Macro-F1 dashboard signal — average of per-class F1 across all classes; the right summary when class importance is uniform regardless of frequency.
Confusion matrix — the per-cell TP/FP/FN/TN counts F1 is derived from; pair with the F1 alert so you see which class is dropping.
PrecisionAtK / RecallAtK — the ranked-retrieval cousins; combine into F1@K when reranker quality is the target.
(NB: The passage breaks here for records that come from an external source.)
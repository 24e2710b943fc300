#![forbid(unsafe_code)]

//! Typed multicast events.
//!
//! # Design
//!
//! [`Event<A>`] delivers one argument value to every registered handler.
//! Several arguments travel as a tuple (`Event<(String, i32)>`), none as
//! `Event<()>`. [`SenderEvent<S, A>`] additionally passes a reference to the
//! object raising the event, which is how observable objects and collections
//! hand themselves to their subscribers.
//!
//! Both are thin typed fronts over the same dispatcher (see the
//! `dispatcher` module): a mutex-guarded registry in a reference-counted
//! control block.
//!
//! # Notification
//!
//! `notify` copies the current handler list under the lock, releases the
//! lock, then calls each handler in registration order. Consequences:
//!
//! - A handler may subscribe, unsubscribe itself or others, or notify this or
//!   any other event while it runs.
//! - A handler added during a notify is first called by the next notify.
//! - A handler removed during a notify by another handler is still called in
//!   the current round if it was part of the copy.
//!
//! # Failure Modes
//!
//! - **Panicking handler**: the panic propagates out of `notify`; handlers
//!   after it in the copy are not called for that round. Handlers already
//!   called are not rolled back. The registry stays usable.

use std::fmt;
use std::sync::Arc;

use tracing::trace;

use crate::dispatcher::Dispatcher;
use crate::subscription::{ScopedSubscription, Subscription};

/// Handler signature of [`Event<A>`].
pub type Handler<A> = dyn Fn(&A) + Send + Sync;

/// Handler signature of [`SenderEvent<S, A>`].
pub type SenderHandler<S, A> = dyn Fn(&S, &A) + Send + Sync;

/// A thread-safe multicast event carrying a value of type `A`.
///
/// Events are not `Clone`: a registry has exactly one owner. Dropping the
/// event invalidates every outstanding [`Subscription`].
pub struct Event<A> {
    dispatcher: Dispatcher<Handler<A>>,
}

impl<A: 'static> Event<A> {
    /// Create an event with no handlers.
    #[must_use]
    pub fn new() -> Self {
        Self {
            dispatcher: Dispatcher::new(),
        }
    }

    /// Register `handler` and return the handle that revokes it.
    pub fn subscribe(&self, handler: impl Fn(&A) + Send + Sync + 'static) -> Subscription {
        let handler: Arc<Handler<A>> = Arc::new(handler);
        self.dispatcher.subscribe(handler)
    }

    /// Register `handler` for as long as the returned guard lives.
    #[must_use = "dropping a ScopedSubscription immediately unsubscribes"]
    pub fn subscribe_scoped(
        &self,
        handler: impl Fn(&A) + Send + Sync + 'static,
    ) -> ScopedSubscription {
        ScopedSubscription::new(self.subscribe(handler))
    }

    /// Call every currently registered handler with `args`.
    ///
    /// # Panics
    ///
    /// Propagates the first handler panic; later handlers are skipped.
    pub fn notify(&self, args: A) {
        let handlers = self.dispatcher.snapshot();
        trace!(handlers = handlers.len(), "notify");
        for handler in &handlers {
            handler(&args);
        }
    }

    /// Number of registered handlers.
    #[must_use]
    pub fn handler_count(&self) -> usize {
        self.dispatcher.len()
    }

    /// `true` if no handler is registered.
    #[must_use]
    pub fn is_empty(&self) -> bool {
        self.handler_count() == 0
    }
}

impl<A: 'static> Default for Event<A> {
    fn default() -> Self {
        Self::new()
    }
}

impl<A: 'static> fmt::Debug for Event<A> {
    fn fmt(&self, f: &mut fmt::Formatter<'_>) -> fmt::Result {
        f.debug_struct("Event")
            .field("handlers", &self.handler_count())
            .finish()
    }
}

/// A thread-safe multicast event whose handlers also receive the sender.
///
/// `S` is the type raising the event, usually the struct that owns it.
pub struct SenderEvent<S: ?Sized, A> {
    dispatcher: Dispatcher<SenderHandler<S, A>>,
}

impl<S: ?Sized + 'static, A: 'static> SenderEvent<S, A> {
    /// Create an event with no handlers.
    #[must_use]
    pub fn new() -> Self {
        Self {
            dispatcher: Dispatcher::new(),
        }
    }

    /// Register `handler` and return the handle that revokes it.
    pub fn subscribe(
        &self,
        handler: impl Fn(&S, &A) + Send + Sync + 'static,
    ) -> Subscription {
        let handler: Arc<SenderHandler<S, A>> = Arc::new(handler);
        self.dispatcher.subscribe(handler)
    }

    /// Register `handler` for as long as the returned guard lives.
    #[must_use = "dropping a ScopedSubscription immediately unsubscribes"]
    pub fn subscribe_scoped(
        &self,
        handler: impl Fn(&S, &A) + Send + Sync + 'static,
    ) -> ScopedSubscription {
        ScopedSubscription::new(self.subscribe(handler))
    }

    /// Call every currently registered handler with `sender` and `args`.
    ///
    /// # Panics
    ///
    /// Propagates the first handler panic; later handlers are skipped.
    pub fn notify(&self, sender: &S, args: A) {
        let handlers = self.dispatcher.snapshot();
        trace!(handlers = handlers.len(), "notify");
        for handler in &handlers {
            handler(sender, &args);
        }
    }

    /// Number of registered handlers.
    #[must_use]
    pub fn handler_count(&self) -> usize {
        self.dispatcher.len()
    }

    /// `true` if no handler is registered.
    #[must_use]
    pub fn is_empty(&self) -> bool {
        self.handler_count() == 0
    }
}

impl<S: ?Sized + 'static, A: 'static> Default for SenderEvent<S, A> {
    fn default() -> Self {
        Self::new()
    }
}

impl<S: ?Sized + 'static, A: 'static> fmt::Debug for SenderEvent<S, A> {
    fn fmt(&self, f: &mut fmt::Formatter<'_>) -> fmt::Result {
        f.debug_struct("SenderEvent")
            .field("handlers", &self.handler_count())
            .finish()
    }
}

// ---------------------------------------------------------------------------
// Tests
// ---------------------------------------------------------------------------
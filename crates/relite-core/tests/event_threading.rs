//! Concurrency tests: registry mutation from many threads, concurrent
//! notification, and subscription teardown racing with dispatch.

use relite_core::{Event, Subscription};
use std::sync::atomic::{AtomicBool, AtomicUsize, Ordering};
use std::sync::{Arc, Mutex};
use std::thread;

#[test]
fn concurrent_subscriptions_are_all_registered() {
    const THREADS: usize = 10;
    const PER_THREAD: usize = 100;

    let event = Event::<i32>::new();
    let calls = Arc::new(AtomicUsize::new(0));
    let subs = Mutex::new(Vec::new());

    thread::scope(|s| {
        for _ in 0..THREADS {
            s.spawn(|| {
                for _ in 0..PER_THREAD {
                    let calls = Arc::clone(&calls);
                    let sub = event.subscribe(move |_| {
                        calls.fetch_add(1, Ordering::Relaxed);
                    });
                    subs.lock().unwrap().push(sub);
                }
            });
        }
    });

    event.notify(1);
    assert_eq!(calls.load(Ordering::Relaxed), THREADS * PER_THREAD);
    assert_eq!(subs.lock().unwrap().len(), THREADS * PER_THREAD);
}

#[test]
fn concurrent_notifications_deliver_every_call() {
    const HANDLERS: usize = 100;
    const THREADS: usize = 10;
    const PER_THREAD: usize = 100;

    let event = Event::<usize>::new();
    let total = Arc::new(AtomicUsize::new(0));
    let _subs: Vec<Subscription> = (0..HANDLERS)
        .map(|_| {
            let total = Arc::clone(&total);
            event.subscribe(move |v| {
                total.fetch_add(*v, Ordering::Relaxed);
            })
        })
        .collect();

    thread::scope(|s| {
        for _ in 0..THREADS {
            s.spawn(|| {
                for _ in 0..PER_THREAD {
                    event.notify(1);
                }
            });
        }
    });

    assert_eq!(
        total.load(Ordering::Relaxed),
        HANDLERS * THREADS * PER_THREAD
    );
}

#[test]
fn subscribe_while_notifying() {
    let event = Event::<i32>::new();
    let stop = AtomicBool::new(false);
    let notified = AtomicUsize::new(0);
    let subscribed = AtomicUsize::new(0);

    thread::scope(|s| {
        s.spawn(|| {
            while !stop.load(Ordering::Acquire) {
                event.notify(1);
                notified.fetch_add(1, Ordering::Relaxed);
            }
        });
        s.spawn(|| {
            let mut subs = Vec::new();
            for _ in 0..200 {
                subs.push(event.subscribe(|_| {}));
                subscribed.fetch_add(1, Ordering::Relaxed);
            }
            stop.store(true, Ordering::Release);
        });
    });

    assert_eq!(subscribed.load(Ordering::Relaxed), 200);
    assert!(notified.load(Ordering::Relaxed) > 0);
}

#[test]
fn concurrent_unsubscribe() {
    const HANDLERS: usize = 400;

    let event = Event::<i32>::new();
    let subs: Vec<Subscription> = (0..HANDLERS).map(|_| event.subscribe(|_| {})).collect();
    let chunks: Vec<Vec<Subscription>> = {
        let mut chunks: Vec<Vec<Subscription>> = (0..4).map(|_| Vec::new()).collect();
        for (i, sub) in subs.into_iter().enumerate() {
            chunks[i % 4].push(sub);
        }
        chunks
    };

    thread::scope(|s| {
        for mut chunk in chunks {
            let event = &event;
            s.spawn(move || {
                for sub in &mut chunk {
                    sub.unsubscribe();
                    event.notify(0);
                }
                assert!(chunk.iter().all(|sub| !sub.is_valid()));
            });
        }
    });

    assert!(event.is_empty());
}

#[test]
fn scoped_drop_races_with_notify() {
    let event = Event::<i32>::new();
    let stop = AtomicBool::new(false);

    thread::scope(|s| {
        s.spawn(|| {
            while !stop.load(Ordering::Acquire) {
                event.notify(1);
            }
        });
        s.spawn(|| {
            for _ in 0..500 {
                let hits = Arc::new(AtomicUsize::new(0));
                let scoped = {
                    let hits = Arc::clone(&hits);
                    event.subscribe_scoped(move |_| {
                        hits.fetch_add(1, Ordering::Relaxed);
                    })
                };
                drop(scoped);
                let after_drop = hits.load(Ordering::Relaxed);
                // A notify that snapshotted before the drop may still finish,
                // but no later snapshot can contain the handler.
                thread::yield_now();
                assert!(hits.load(Ordering::Relaxed) <= after_drop + 1);
            }
            stop.store(true, Ordering::Release);
        });
    });

    assert!(event.is_empty());
}

#[test]
fn mixed_operations_stress() {
    const THREADS: usize = 8;
    const ROUNDS: usize = 250;

    let event = Event::<usize>::new();
    let delivered = AtomicUsize::new(0);

    thread::scope(|s| {
        for t in 0..THREADS {
            let event = &event;
            let delivered = &delivered;
            s.spawn(move || {
                let mut own = Vec::new();
                for round in 0..ROUNDS {
                    match (t + round) % 3 {
                        0 => own.push(event.subscribe(|_| {})),
                        1 => {
                            if let Some(mut sub) = own.pop() {
                                sub.unsubscribe();
                            }
                        }
                        _ => {
                            event.notify(round);
                            delivered.fetch_add(1, Ordering::Relaxed);
                        }
                    }
                }
                for mut sub in own {
                    sub.unsubscribe();
                }
            });
        }
    });

    assert!(event.is_empty());
    assert!(delivered.load(Ordering::Relaxed) > 0);
}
Minimal Python (aggregate F1 from per-row evaluator results):

from fi.evals import GroundTruthMatch
from sklearn.metrics import f1_score

metric = GroundTruthMatch()
y_true, y_pred = [], []
for row in dataset:
    res = metric.evaluate(response=row.output,
                          expected_response=row.label)
    y_true.append(row.label)
    y_pred.append(row.output if res.score == 1.0 else "OTHER")
print(f1_score(y_true, y_pred, average="macro"))

Common Mistakes

Reporting micro-F1 when classes are imbalanced. Micro-F1 collapses to accuracy on imbalanced datasets and hides regression on minority classes — use macro-F1 instead.
Computing F1 on a single sample. F1 is a cohort metric; per-row scores are precision/recall components, not F1 values themselves.
Confusing the F1 of an LLM judge with the F1 of the underlying classifier. When the judge is itself imperfect, your F1 is bounded by the judge’s agreement with humans; calibrate the judge first.
Treating F1 as universally applicable. For ranked retrieval, use Precision@K, Recall@K, NDCG; for open-ended generation, use embedding similarity or judge-model rubrics. F1 is a classifier metric.
Skipping the per-class breakdown. A flat macro-F1 hides which class regressed; always emit per-class F1 alongside the aggregate.